今からちょうど60年前、大種子企業が世界の種子市場の独占に向けて、同盟団体を作り、民間企業による、民間企業のための国際条約を作った。それがUPOV条約。遺伝子組み換え企業の登場と共にその条約はより企業を利するものとなって、世界の国の種苗法を変え、農家のタネを奪い、多様なタネからわずかな種類のグローバル品種へと変えつつある。その勢いはもう全世界に及ぼうとしている。その動きに対抗しようという農民・市民の動きが今年12月2日に世界同時で計画されている。#StopUPOV
日本はこの動きにどう関わっているか。日本は1998年にUPOV1991年条約に参加し、徐々にUPOV体制の徹底を図ってきた。2017年の主要農作物種子法廃止も2020年の種苗法改正もそのプロセスの1つ。タネの生産はグローバル化され、大きな企業は海外で安くタネを作り始めた。タネの自給率は激減した。政府はタネの生産から手を徐々に引き、地方自治体が作るタネの新品種はこの20年間に半減した。そして、民間企業のその座を譲ろうとしている。全国で300品種近く作られていた稲の品種も今後、民間品種のわずかな品種に集約されてしまう可能性がある。

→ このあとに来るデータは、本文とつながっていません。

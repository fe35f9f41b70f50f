use prometheus::{IntCounter, Registry};

/// Tellere for cache- og innlastingsadferd. Én instans per repository,
/// ingen global state.
#[derive(Clone)]
pub struct Metrics {
    registry: Registry,
    pub cache_hit_total: IntCounter,
    pub cache_miss_total: IntCounter,
    pub cache_reload_total: IntCounter,
    pub rows_skipped_total: IntCounter,
}

impl Metrics {
    pub fn new() -> Self {
        let registry = Registry::new();

        let cache_hit_total =
            IntCounter::new("cache_hit_total", "Cache-treff (mtime uendret)")
                .expect("gyldig counter-navn");
        let cache_miss_total =
            IntCounter::new("cache_miss_total", "Cache-bom (første innlasting)")
                .expect("gyldig counter-navn");
        let cache_reload_total =
            IntCounter::new("cache_reload_total", "Reinnlasting pga. endret mtime")
                .expect("gyldig counter-navn");
        let rows_skipped_total =
            IntCounter::new("rows_skipped_total", "CSV-rader hoppet over (mangler id/dato)")
                .expect("gyldig counter-navn");

        for c in [
            &cache_hit_total,
            &cache_miss_total,
            &cache_reload_total,
            &rows_skipped_total,
        ] {
            registry
                .register(Box::new(c.clone()))
                .expect("unike counter-navn i eget registry");
        }

        Self {
            registry,
            cache_hit_total,
            cache_miss_total,
            cache_reload_total,
            rows_skipped_total,
        }
    }

    pub fn registry(&self) -> &Registry {
        &self.registry
    }
}

impl Default for Metrics {
    fn default() -> Self {
        Self::new()
    }
}

pub fn cache_hit_total(metrics: &Metrics) -> &IntCounter {
    &metrics.cache_hit_total
}

pub fn cache_miss_total(metrics: &Metrics) -> &IntCounter {
    &metrics.cache_miss_total
}

pub fn cache_reload_total(metrics: &Metrics) -> &IntCounter {
    &metrics.cache_reload_total
}
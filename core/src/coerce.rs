//! Eksplisitt koerserings-tabell for CSV-kolonner.
//!
//! Oppstrøms-CSV-en kan ha blanke felter, "nan"/"None"-strenger og annet rusk.
//! Policyen er per kolonne: tekst og flagg beholdes som de er, tidsstempler
//! normaliseres, og alt annet parses tolerant til tall. En verdi som ikke lar
//! seg parse blir `None` (eller `0.0` for kjernemetrikkene) – raden beholdes.

use std::collections::HashMap;

use chrono::{DateTime, NaiveDateTime, Utc};
use once_cell::sync::Lazy;

/// Semantisk type for en CSV-kolonne.
#[derive(Debug, Clone, Copy, PartialEq, Eq)]
pub enum ColumnKind {
    /// Aktivitets-id. Uparserbar id gjør raden ukeybar.
    Id,
    /// Beholdes som streng (tom streng → manglende verdi).
    Text,
    /// UTC-tidsstempel, normaliseres til RFC 3339.
    Timestamp,
    /// Lokalt tidsstempel; offset droppes etter parse.
    LocalTimestamp,
    /// Tolerant flyttall, manglende → `None`.
    Float,
    /// Tolerant flyttall, manglende → `0.0` (sum-aggregerte kjernefelter).
    FloatZero,
    /// Boolsk flagg (true/false/1/0).
    Flag,
}

static COLUMN_KINDS: Lazy<HashMap<&'static str, ColumnKind>> = Lazy::new(|| {
    let mut m = HashMap::new();
    m.insert("id", ColumnKind::Id);

    m.insert("start_date", ColumnKind::Timestamp);
    m.insert("start_date_local", ColumnKind::LocalTimestamp);

    // Strengkolonner som aldri skal tallkoerseres
    for col in [
        "name",
        "type",
        "sport_type",
        "gear_id",
        "timezone",
        "location_city",
        "location_state",
        "location_country",
        "visibility",
        "device_name",
        "external_id",
        "upload_id_str",
        "start_latlng",
        "end_latlng",
        "map.id",
        "map.summary_polyline",
        "power_tid_classification",
        "hr_tid_classification",
    ] {
        m.insert(col, ColumnKind::Text);
    }

    for col in [
        "trainer",
        "commute",
        "manual",
        "private",
        "flagged",
        "has_kudoed",
        "from_accepted_tag",
        "has_heartrate",
        "heartrate_opt_out",
        "display_hide_heartrate_option",
        "device_watts",
    ] {
        m.insert(col, ColumnKind::Flag);
    }

    // Kjernefelter som aggregeres med sum: 0.0 i stedet for manglende
    for col in [
        "distance",
        "moving_time",
        "elapsed_time",
        "total_elevation_gain",
    ] {
        m.insert(col, ColumnKind::FloatZero);
    }

    m
});

/// Slå opp kolonnetype; ukjente kolonner behandles som tolerante flyttall.
pub fn column_kind(name: &str) -> ColumnKind {
    COLUMN_KINDS
        .get(name)
        .copied()
        .unwrap_or(ColumnKind::Float)
}

fn is_missing(s: &str) -> bool {
    let t = s.trim();
    t.is_empty()
        || t.eq_ignore_ascii_case("nan")
        || t.eq_ignore_ascii_case("none")
        || t.eq_ignore_ascii_case("null")
}

/// Tolerant flyttallsparse. Blank/"nan"/rusk → `None`.
pub fn parse_f64(s: &str) -> Option<f64> {
    if is_missing(s) {
        return None;
    }
    let v: f64 = s.trim().parse().ok()?;
    if v.is_finite() {
        Some(v)
    } else {
        None
    }
}

/// Tolerant heltallsparse; aksepterer også "123.0" fra pandas-eksport.
pub fn parse_i64(s: &str) -> Option<i64> {
    if is_missing(s) {
        return None;
    }
    let t = s.trim();
    if let Ok(v) = t.parse::<i64>() {
        return Some(v);
    }
    let f: f64 = t.parse().ok()?;
    if f.is_finite() && f.fract() == 0.0 {
        Some(f as i64)
    } else {
        None
    }
}

pub fn parse_bool(s: &str) -> Option<bool> {
    if is_missing(s) {
        return None;
    }
    match s.trim() {
        "true" | "True" | "TRUE" | "1" | "1.0" => Some(true),
        "false" | "False" | "FALSE" | "0" | "0.0" => Some(false),
        _ => None,
    }
}

/// UTC-tidsstempel: RFC 3339 eller "YYYY-MM-DD HH:MM:SS"-varianter.
pub fn parse_timestamp(s: &str) -> Option<DateTime<Utc>> {
    if is_missing(s) {
        return None;
    }
    let t = s.trim();
    if let Ok(dt) = DateTime::parse_from_rfc3339(t) {
        return Some(dt.with_timezone(&Utc));
    }
    for fmt in ["%Y-%m-%d %H:%M:%S", "%Y-%m-%dT%H:%M:%S"] {
        if let Ok(naive) = NaiveDateTime::parse_from_str(t, fmt) {
            return Some(naive.and_utc());
        }
    }
    None
}

/// Lokalt tidsstempel: veggklokken beholdes, eventuell offset droppes.
/// All datofiltrering i repoet skjer på lokal dato.
pub fn parse_local_timestamp(s: &str) -> Option<NaiveDateTime> {
    if is_missing(s) {
        return None;
    }
    let t = s.trim();
    if let Ok(dt) = DateTime::parse_from_rfc3339(t) {
        return Some(dt.naive_local());
    }
    for fmt in ["%Y-%m-%d %H:%M:%S", "%Y-%m-%dT%H:%M:%S"] {
        if let Ok(naive) = NaiveDateTime::parse_from_str(t, fmt) {
            return Some(naive);
        }
    }
    None
}

#[cfg(test)]
mod tests {
    use super::*;

    #[test]
    fn blank_og_nan_blir_none() {
        for s in ["", "  ", "nan", "NaN", "None", "null"] {
            assert_eq!(parse_f64(s), None, "{s:?}");
        }
    }

    #[test]
    fn tall_parses() {
        assert_eq!(parse_f64("3.14"), Some(3.14));
        assert_eq!(parse_f64(" 42 "), Some(42.0));
        assert_eq!(parse_f64("rusk"), None);
        assert_eq!(parse_f64("inf"), None);
    }

    #[test]
    fn id_aksepterer_pandas_float() {
        assert_eq!(parse_i64("12345"), Some(12345));
        assert_eq!(parse_i64("12345.0"), Some(12345));
        assert_eq!(parse_i64("12345.5"), None);
    }

    #[test]
    fn lokal_tid_dropper_offset() {
        let dt = parse_local_timestamp("2025-06-01T10:00:00+02:00").unwrap();
        assert_eq!(dt.to_string(), "2025-06-01 10:00:00");
    }

    #[test]
    fn utc_tid_normaliseres() {
        let dt = parse_timestamp("2025-06-01T08:00:00Z").unwrap();
        assert_eq!(dt.to_rfc3339(), "2025-06-01T08:00:00+00:00");
    }

    #[test]
    fn ukjent_kolonne_er_float() {
        assert_eq!(column_kind("helt_ny_kolonne"), ColumnKind::Float);
        assert_eq!(column_kind("name"), ColumnKind::Text);
        assert_eq!(column_kind("distance"), ColumnKind::FloatZero);
        assert_eq!(column_kind("trainer"), ColumnKind::Flag);
    }
}
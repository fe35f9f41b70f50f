//! Fil-lastere: semikolonseparert CSV fra StravaAnalyzer pluss summary-JSON.
//!
//! Policy fra koerserings-tabellen i [`crate::coerce`]: enkeltverdier som ikke
//! lar seg parse blir manglende verdier, raden beholdes. Kun rader uten
//! brukbar id eller tidsstempel hoppes over (de kan ikke nøkles).

use std::path::Path;

use log::{info, warn};
use serde_json::{Map as JsonMap, Value};

use crate::coerce::{self, ColumnKind};
use crate::errors::ViewerError;
use crate::models::{Activity, Stream, StreamPoint, Summary};
use crate::telemetry::Metrics;

fn csv_reader(path: &Path) -> Result<csv::Reader<std::fs::File>, ViewerError> {
    csv::ReaderBuilder::new()
        .delimiter(b';')
        .flexible(true)
        .from_path(path)
        .map_err(|source| ViewerError::Csv {
            path: path.to_path_buf(),
            source,
        })
}

/// Les aktivitets-CSV og returnér radene sortert nyeste først
/// (synkende `start_date_local`). Manglende fil er fatal.
pub fn load_activities(path: &Path, metrics: &Metrics) -> Result<Vec<Activity>, ViewerError> {
    if !path.exists() {
        return Err(ViewerError::DataNotFound {
            path: path.to_path_buf(),
        });
    }

    let mut reader = csv_reader(path)?;
    let headers = reader
        .headers()
        .map_err(|source| ViewerError::Csv {
            path: path.to_path_buf(),
            source,
        })?
        .clone();

    let mut activities = Vec::new();
    let mut skipped = 0usize;

    for (row_no, record) in reader.records().enumerate() {
        let record = record.map_err(|source| ViewerError::Csv {
            path: path.to_path_buf(),
            source,
        })?;

        match coerce_row(&headers, &record) {
            Ok(map) => {
                let txt = Value::Object(map).to_string();
                let mut de = serde_json::Deserializer::from_str(&txt);
                match serde_path_to_error::deserialize::<_, Activity>(&mut de) {
                    Ok(activity) => activities.push(activity),
                    Err(e) => {
                        warn!("⚠️ Hopper over rad {}: {} ved {}", row_no + 2, e, e.path());
                        skipped += 1;
                    }
                }
            }
            Err(reason) => {
                warn!("⚠️ Hopper over rad {}: {}", row_no + 2, reason);
                skipped += 1;
            }
        }
    }

    if skipped > 0 {
        metrics.rows_skipped_total.inc_by(skipped as u64);
    }

    // Nyeste først, som resten av kjernen forventer
    activities.sort_by(|a, b| b.start_date_local.cmp(&a.start_date_local));

    info!(
        "📂 Lastet {} aktiviteter fra {} ({} rader hoppet over)",
        activities.len(),
        path.display(),
        skipped
    );
    Ok(activities)
}

/// Koersér én CSV-rad til et JSON-objekt etter kolonnetabellen.
/// Feil her betyr at raden ikke kan nøkles (id eller tidsstempel mangler).
fn coerce_row(
    headers: &csv::StringRecord,
    record: &csv::StringRecord,
) -> Result<JsonMap<String, Value>, String> {
    let mut map = JsonMap::new();

    for (name, raw) in headers.iter().zip(record.iter()) {
        match coerce::column_kind(name) {
            ColumnKind::Id => {
                let id = coerce::parse_i64(raw)
                    .ok_or_else(|| format!("uparserbar id {raw:?}"))?;
                map.insert(name.into(), Value::from(id));
            }
            ColumnKind::Timestamp => {
                let ts = coerce::parse_timestamp(raw)
                    .ok_or_else(|| format!("uparserbar {name} {raw:?}"))?;
                map.insert(name.into(), Value::from(ts.to_rfc3339()));
            }
            ColumnKind::LocalTimestamp => {
                let ts = coerce::parse_local_timestamp(raw)
                    .ok_or_else(|| format!("uparserbar {name} {raw:?}"))?;
                map.insert(
                    name.into(),
                    Value::from(ts.format("%Y-%m-%dT%H:%M:%S").to_string()),
                );
            }
            ColumnKind::Text => {
                let t = raw.trim();
                if !t.is_empty() && !t.eq_ignore_ascii_case("nan") {
                    map.insert(name.into(), Value::from(t));
                }
            }
            ColumnKind::Flag => {
                if let Some(b) = coerce::parse_bool(raw) {
                    map.insert(name.into(), Value::from(b));
                }
            }
            ColumnKind::FloatZero => {
                map.insert(
                    name.into(),
                    Value::from(coerce::parse_f64(raw).unwrap_or(0.0)),
                );
            }
            ColumnKind::Float => {
                if let Some(v) = coerce::parse_f64(raw) {
                    map.insert(name.into(), Value::from(v));
                }
            }
        }
    }

    if !map.contains_key("id") {
        return Err("mangler id-kolonne".into());
    }
    if !map.contains_key("start_date") || !map.contains_key("start_date_local") {
        return Err("mangler tidsstempel".into());
    }
    Ok(map)
}

/// Les activity_summary.json som en opak mapping.
pub fn load_summary(path: &Path) -> Result<Summary, ViewerError> {
    if !path.exists() {
        return Err(ViewerError::DataNotFound {
            path: path.to_path_buf(),
        });
    }
    let contents = std::fs::read_to_string(path)?;
    let mut de = serde_json::Deserializer::from_str(&contents);
    let summary: Summary =
        serde_path_to_error::deserialize(&mut de).map_err(ViewerError::json_at)?;
    info!("📂 Summary lastet fra {} ({} nøkler)", path.display(), summary.len());
    Ok(summary)
}

/// Les én aktivitetsstrøm (semikolon-CSV). Manglende fil gir tom strøm –
/// matcher oppstrøms-oppførselen med tom dataframe som fallback.
pub fn load_stream(path: &Path) -> Result<Stream, ViewerError> {
    if !path.exists() {
        warn!("⚠️ Streamfil ikke funnet: {}", path.display());
        return Ok(Stream::default());
    }

    let mut reader = csv_reader(path)?;
    let headers = reader
        .headers()
        .map_err(|source| ViewerError::Csv {
            path: path.to_path_buf(),
            source,
        })?
        .clone();

    let mut points = Vec::new();
    for record in reader.records() {
        let record = record.map_err(|source| ViewerError::Csv {
            path: path.to_path_buf(),
            source,
        })?;

        let mut map = JsonMap::new();
        for (name, raw) in headers.iter().zip(record.iter()) {
            if name == "moving" {
                if let Some(b) = coerce::parse_bool(raw) {
                    map.insert(name.into(), Value::from(b));
                }
            } else if let Some(v) = coerce::parse_f64(raw) {
                map.insert(name.into(), Value::from(v));
            }
        }

        let txt = Value::Object(map).to_string();
        let mut de = serde_json::Deserializer::from_str(&txt);
        let point: StreamPoint =
            serde_path_to_error::deserialize(&mut de).map_err(ViewerError::json_at)?;
        points.push(point);
    }

    Ok(Stream { points })
}
//! Aggregerings-primitiver over valgfrie metrikker.
//!
//! Manglende verdier (`None`) deltar aldri i snitt eller maks; sum behandler
//! dem som null.

use ordered_float::OrderedFloat;

/// Sum der manglende verdier teller som 0.0.
pub fn sum_or_zero<I>(xs: I) -> f64
where
    I: IntoIterator<Item = Option<f64>>,
{
    xs.into_iter().flatten().sum()
}

/// Enkelt snitt over tilstedeværende verdier. `None` når ingen finnes.
pub fn mean<I>(xs: I) -> Option<f64>
where
    I: IntoIterator<Item = Option<f64>>,
{
    let mut sum = 0.0;
    let mut cnt = 0usize;
    for x in xs.into_iter().flatten() {
        sum += x;
        cnt += 1;
    }
    if cnt == 0 {
        None
    } else {
        Some(sum / cnt as f64)
    }
}

/// Maks over tilstedeværende verdier. `None` når ingen finnes.
pub fn max_value<I>(xs: I) -> Option<f64>
where
    I: IntoIterator<Item = Option<f64>>,
{
    xs.into_iter()
        .flatten()
        .map(OrderedFloat)
        .max()
        .map(|x| x.0)
}

/// Tidsvektet snitt: sum(v·w)/sum(w) over par der både verdi og vekt finnes.
/// Like vekter reduserer dette til det vanlige snittet. 0.0 uten gyldige par.
pub fn time_weighted_mean<I>(pairs: I) -> f64
where
    I: IntoIterator<Item = (Option<f64>, Option<f64>)>,
{
    let mut weighted = 0.0;
    let mut total_w = 0.0;
    for (v, w) in pairs {
        if let (Some(v), Some(w)) = (v, w) {
            weighted += v * w;
            total_w += w;
        }
    }
    if total_w > 0.0 {
        weighted / total_w
    } else {
        0.0
    }
}

#[cfg(test)]
mod tests {
    use super::*;

    #[test]
    fn sum_behandler_none_som_null() {
        assert_eq!(sum_or_zero([Some(80.0), None, Some(120.0)]), 200.0);
        assert_eq!(sum_or_zero(std::iter::empty()), 0.0);
    }

    #[test]
    fn mean_hopper_over_none() {
        assert_eq!(mean([Some(2.0), None, Some(4.0)]), Some(3.0));
        assert_eq!(mean([None, None]), None);
    }

    #[test]
    fn max_over_tilstedeværende() {
        assert_eq!(max_value([Some(1.0), Some(3.0), None]), Some(3.0));
        assert_eq!(max_value([None]), None);
    }

    #[test]
    fn vektet_snitt_matcher_regneeksempelet() {
        // 40 min på IF 0.75 + 60 min på IF 0.85 → 0.81
        let got = time_weighted_mean([
            (Some(0.75), Some(2400.0)),
            (Some(0.85), Some(3600.0)),
        ]);
        assert!((got - 0.81).abs() < 1e-9);
    }

    #[test]
    fn like_vekter_gir_vanlig_snitt() {
        let got = time_weighted_mean([
            (Some(0.7), Some(3600.0)),
            (Some(0.9), Some(3600.0)),
        ]);
        assert!((got - 0.8).abs() < 1e-9);
    }

    #[test]
    fn vektet_snitt_ignorerer_ufullstendige_par() {
        let got = time_weighted_mean([
            (Some(0.7), None),
            (None, Some(3600.0)),
            (Some(0.9), Some(3600.0)),
        ]);
        assert!((got - 0.9).abs() < 1e-9);
    }
}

そうなれば多様性は奪われ、少数企業に日本の食は支配されてしまう。
食はグローバル企業に支配され、農民は世界中で競争させられる。その競争の中で、農民は数が激減し、環境も壊されていく。
日本政府の動きはそれだけではない。アジアを中心に海外の政府にUPOVへの加盟を強要する。それを元に来年、種苗法を再改訂する計画がある。山梨県知事と小泉農相が会談するにいたったシャインマスカットはその前哨戦だろう。つまり、戦略的な農産物を海外で生産し、日本で輸出できない時期に限り、日本の種苗のための世界の市場を作る。そんな戦略的海外ライセンスを導入することが目的。
日本政府はあくまでタネのグローバリゼーションを進めようという路線を変えようとしない。でも果たして、それで儲かるのは誰か? タネのグローバリゼーション政策の中で、日本の野菜のタネの自給率はなんと1割まで落ち込んでしまった。大豆のタネの種採り農家は今や消えてしまう危機にある。タネがなくなれば日本の食はどうなる?
実はこのUPOVによるタネのグローバリゼーションの中で、もっとも危うくなっているのは実は日本の地域の食に他ならない。
世界で12月2日にはさまざまな行動が組まれる。その動きに学びつつ、日本は何をすべきか、早急に考える必要がある。
The #StopUPOV campaign
https://grain.org/e/7315
UPOVとはフランス語でUnion Internationale pour la Protection des Obtentions Végétalesの略(植物新品種保護国際連合)。ユポフあるいはウポフと発音。スイスに本部があるが、国連機構ではない。